**Exercise directions**
What appears in the data must be reproduced exactly.
--- START ---
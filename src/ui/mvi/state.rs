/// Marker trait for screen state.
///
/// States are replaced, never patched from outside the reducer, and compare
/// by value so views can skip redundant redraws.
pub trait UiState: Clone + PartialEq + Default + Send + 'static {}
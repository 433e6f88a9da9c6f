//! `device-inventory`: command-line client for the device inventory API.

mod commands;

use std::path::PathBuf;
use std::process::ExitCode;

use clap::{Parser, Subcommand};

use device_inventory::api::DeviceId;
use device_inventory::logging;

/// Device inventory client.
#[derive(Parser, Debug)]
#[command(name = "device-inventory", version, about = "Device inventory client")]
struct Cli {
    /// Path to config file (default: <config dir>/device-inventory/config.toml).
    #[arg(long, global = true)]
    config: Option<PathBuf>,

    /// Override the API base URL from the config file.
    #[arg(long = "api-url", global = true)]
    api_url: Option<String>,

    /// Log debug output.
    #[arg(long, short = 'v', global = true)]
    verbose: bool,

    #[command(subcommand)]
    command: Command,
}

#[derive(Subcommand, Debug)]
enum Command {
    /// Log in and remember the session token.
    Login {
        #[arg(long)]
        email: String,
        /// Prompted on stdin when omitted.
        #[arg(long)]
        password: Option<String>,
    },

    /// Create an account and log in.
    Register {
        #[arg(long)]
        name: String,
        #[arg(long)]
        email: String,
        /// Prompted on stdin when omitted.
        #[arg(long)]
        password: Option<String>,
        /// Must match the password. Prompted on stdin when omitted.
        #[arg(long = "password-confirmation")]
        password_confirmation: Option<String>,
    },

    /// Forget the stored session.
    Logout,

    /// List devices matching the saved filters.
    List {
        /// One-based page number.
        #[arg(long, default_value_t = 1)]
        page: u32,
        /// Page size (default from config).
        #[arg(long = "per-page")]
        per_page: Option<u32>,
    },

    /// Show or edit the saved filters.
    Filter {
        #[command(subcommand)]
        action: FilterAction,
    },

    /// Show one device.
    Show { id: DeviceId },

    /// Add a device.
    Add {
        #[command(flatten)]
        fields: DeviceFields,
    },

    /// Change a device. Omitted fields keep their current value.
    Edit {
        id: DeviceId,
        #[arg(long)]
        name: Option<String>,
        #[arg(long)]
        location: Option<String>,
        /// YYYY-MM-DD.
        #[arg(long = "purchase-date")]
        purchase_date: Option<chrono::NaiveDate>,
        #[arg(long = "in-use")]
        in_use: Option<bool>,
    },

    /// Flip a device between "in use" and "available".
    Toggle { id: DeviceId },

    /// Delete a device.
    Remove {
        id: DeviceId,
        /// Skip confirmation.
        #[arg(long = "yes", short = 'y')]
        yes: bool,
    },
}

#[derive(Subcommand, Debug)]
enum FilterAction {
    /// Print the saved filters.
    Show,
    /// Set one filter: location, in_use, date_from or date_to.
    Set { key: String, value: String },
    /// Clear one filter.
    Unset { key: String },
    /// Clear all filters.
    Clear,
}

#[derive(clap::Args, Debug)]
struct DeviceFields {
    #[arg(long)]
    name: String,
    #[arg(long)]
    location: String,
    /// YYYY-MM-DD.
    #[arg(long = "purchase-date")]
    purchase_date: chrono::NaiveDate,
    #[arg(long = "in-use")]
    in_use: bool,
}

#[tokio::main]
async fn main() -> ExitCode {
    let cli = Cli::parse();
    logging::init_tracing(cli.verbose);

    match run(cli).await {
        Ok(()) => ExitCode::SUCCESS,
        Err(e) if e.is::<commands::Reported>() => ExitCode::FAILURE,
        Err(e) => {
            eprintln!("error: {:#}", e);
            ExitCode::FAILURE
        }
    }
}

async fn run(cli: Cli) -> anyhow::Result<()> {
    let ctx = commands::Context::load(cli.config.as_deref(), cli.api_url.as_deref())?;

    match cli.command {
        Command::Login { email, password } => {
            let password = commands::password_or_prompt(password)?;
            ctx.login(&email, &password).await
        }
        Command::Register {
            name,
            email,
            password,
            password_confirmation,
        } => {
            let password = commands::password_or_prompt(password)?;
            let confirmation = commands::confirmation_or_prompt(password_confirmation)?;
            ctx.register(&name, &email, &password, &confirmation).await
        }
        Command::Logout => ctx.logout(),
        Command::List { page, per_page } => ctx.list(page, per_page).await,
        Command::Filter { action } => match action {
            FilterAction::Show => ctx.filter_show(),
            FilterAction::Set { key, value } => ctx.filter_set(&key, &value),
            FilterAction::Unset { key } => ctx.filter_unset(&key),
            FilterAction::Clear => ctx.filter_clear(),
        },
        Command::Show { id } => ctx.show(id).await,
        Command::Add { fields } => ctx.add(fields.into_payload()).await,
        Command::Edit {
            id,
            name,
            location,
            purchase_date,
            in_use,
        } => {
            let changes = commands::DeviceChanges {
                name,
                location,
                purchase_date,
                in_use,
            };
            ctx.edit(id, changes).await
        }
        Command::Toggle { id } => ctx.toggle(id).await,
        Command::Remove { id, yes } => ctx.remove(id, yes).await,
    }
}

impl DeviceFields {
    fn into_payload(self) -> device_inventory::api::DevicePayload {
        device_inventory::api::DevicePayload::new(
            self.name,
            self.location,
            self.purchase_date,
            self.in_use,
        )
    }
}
--- END ---
**Answer box**
filename src/ui/mvi/state.rs
/// Marker trait for screen state.
///
/// States are replaced, never patched from outside the reducer, and compare
/// by value so views can skip redundant redraws.
pub trait UiState: Clone + PartialEq + Default + Send + 'static {}
repository 433e6f88a9da9c6f
//! `device-inventory`: command-line client for the device inventory API.

mod commands;

use std::path::PathBuf;
use std::process::ExitCode;

use clap::{Parser, Subcommand};

use device_inventory::api::DeviceId;
use device_inventory::logging;

/// Device inventory client.
#[derive(Parser, Debug)]
#[command(name = "device-inventory", version, about = "Device inventory client")]
struct Cli {
    /// Path to config file (default: <config dir>/device-inventory/config.toml).
    #[arg(long, global = true)]
    config: Option<PathBuf>,

    /// Override the API base URL from the config file.
    #[arg(long = "api-url", global = true)]
    api_url: Option<String>,

    /// Log debug output.
    #[arg(long, short = 'v', global = true)]
    verbose: bool,

    #[command(subcommand)]
    command: Command,
}

#[derive(Subcommand, Debug)]
enum Command {
    /// Log in and remember the session token.
    Login {
        #[arg(long)]
        email: String,
        /// Prompted on stdin when omitted.
        #[arg(long)]
        password: Option<String>,
    },

    /// Create an account and log in.
    Register {
        #[arg(long)]
        name: String,
        #[arg(long)]
        email: String,
        /// Prompted on stdin when omitted.
        #[arg(long)]
        password: Option<String>,
        /// Must match the password. Prompted on stdin when omitted.
        #[arg(long = "password-confirmation")]
        password_confirmation: Option<String>,
    },

    /// Forget the stored session.
    Logout,

    /// List devices matching the saved filters.
    List {
        /// One-based page number.
        #[arg(long, default_value_t = 1)]
        page: u32,
        /// Page size (default from config).
        #[arg(long = "per-page")]
        per_page: Option<u32>,
    },

    /// Show or edit the saved filters.
    Filter {
        #[command(subcommand)]
        action: FilterAction,
    },

    /// Show one device.
    Show { id: DeviceId },

    /// Add a device.
    Add {
        #[command(flatten)]
        fields: DeviceFields,
    },

    /// Change a device. Omitted fields keep their current value.
    Edit {
        id: DeviceId,
        #[arg(long)]
        name: Option<String>,
        #[arg(long)]
        location: Option<String>,
        /// YYYY-MM-DD.
        #[arg(long = "purchase-date")]
        purchase_date: Option<chrono::NaiveDate>,
        #[arg(long = "in-use")]
        in_use: Option<bool>,
    },

    /// Flip a device between "in use" and "available".
    Toggle { id: DeviceId },

    /// Delete a device.
    Remove {
        id: DeviceId,
        /// Skip confirmation.
        #[arg(long = "yes", short = 'y')]
        yes: bool,
    },
}

#[derive(Subcommand, Debug)]
enum FilterAction {
    /// Print the saved filters.
    Show,
    /// Set one filter: location, in_use, date_from or date_to.
    Set { key: String, value: String },
    /// Clear one filter.
    Unset { key: String },
    /// Clear all filters.
    Clear,
}

#[derive(clap::Args, Debug)]
struct DeviceFields {
    #[arg(long)]
    name: String,
    #[arg(long)]
    location: String,
    /// YYYY-MM-DD.
    #[arg(long = "purchase-date")]
    purchase_date: chrono::NaiveDate,
    #[arg(long = "in-use")]
    in_use: bool,
}

#[tokio::main]
async fn main() -> ExitCode {
    let cli = Cli::parse();
    logging::init_tracing(cli.verbose);

    match run(cli).await {
        Ok(()) => ExitCode::SUCCESS,
        Err(e) if e.is::<commands::Reported>() => ExitCode::FAILURE,
        Err(e) => {
            eprintln!("error: {:#}", e);
            ExitCode::FAILURE
        }
    }
}

async fn run(cli: Cli) -> anyhow::Result<()> {
    let ctx = commands::Context::load(cli.config.as_deref(), cli.api_url.as_deref())?;

    match cli.command {
        Command::Login { email, password } => {
            let password = commands::password_or_prompt(password)?;
            ctx.login(&email, &password).await
        }
        Command::Register {
            name,
            email,
            password,
            password_confirmation,
        } => {
            let password = commands::password_or_prompt(password)?;
            let confirmation = commands::confirmation_or_prompt(password_confirmation)?;
            ctx.register(&name, &email, &password, &confirmation).await
        }
        Command::Logout => ctx.logout(),
        Command::List { page, per_page } => ctx.list(page, per_page).await,
        Command::Filter { action } => match action {
            FilterAction::Show => ctx.filter_show(),
            FilterAction::Set { key, value } => ctx.filter_set(&key, &value),
            FilterAction::Unset { key } => ctx.filter_unset(&key),
            FilterAction::Clear => ctx.filter_clear(),
        },
        Command::Show { id } => ctx.show(id).await,
        Command::Add { fields } => ctx.add(fields.into_payload()).await,
        Command::Edit {
            id,
            name,
            location,
            purchase_date,
            in_use,
        } => {
            let changes = commands::DeviceChanges {
                name,
                location,
                purchase_date,
                in_use,
            };
            ctx.edit(id, changes).await
        }
        Command::Toggle { id } => ctx.toggle(id).await,
        Command::Remove { id, yes } => ctx.remove(id, yes).await,
    }
}

impl DeviceFields {
    fn into_payload(self) -> device_inventory::api::DevicePayload {
        device_inventory::api::DevicePayload::new(
            self.name,
            self.location,
            self.purchase_date,
            self.in_use,
        )
    }
}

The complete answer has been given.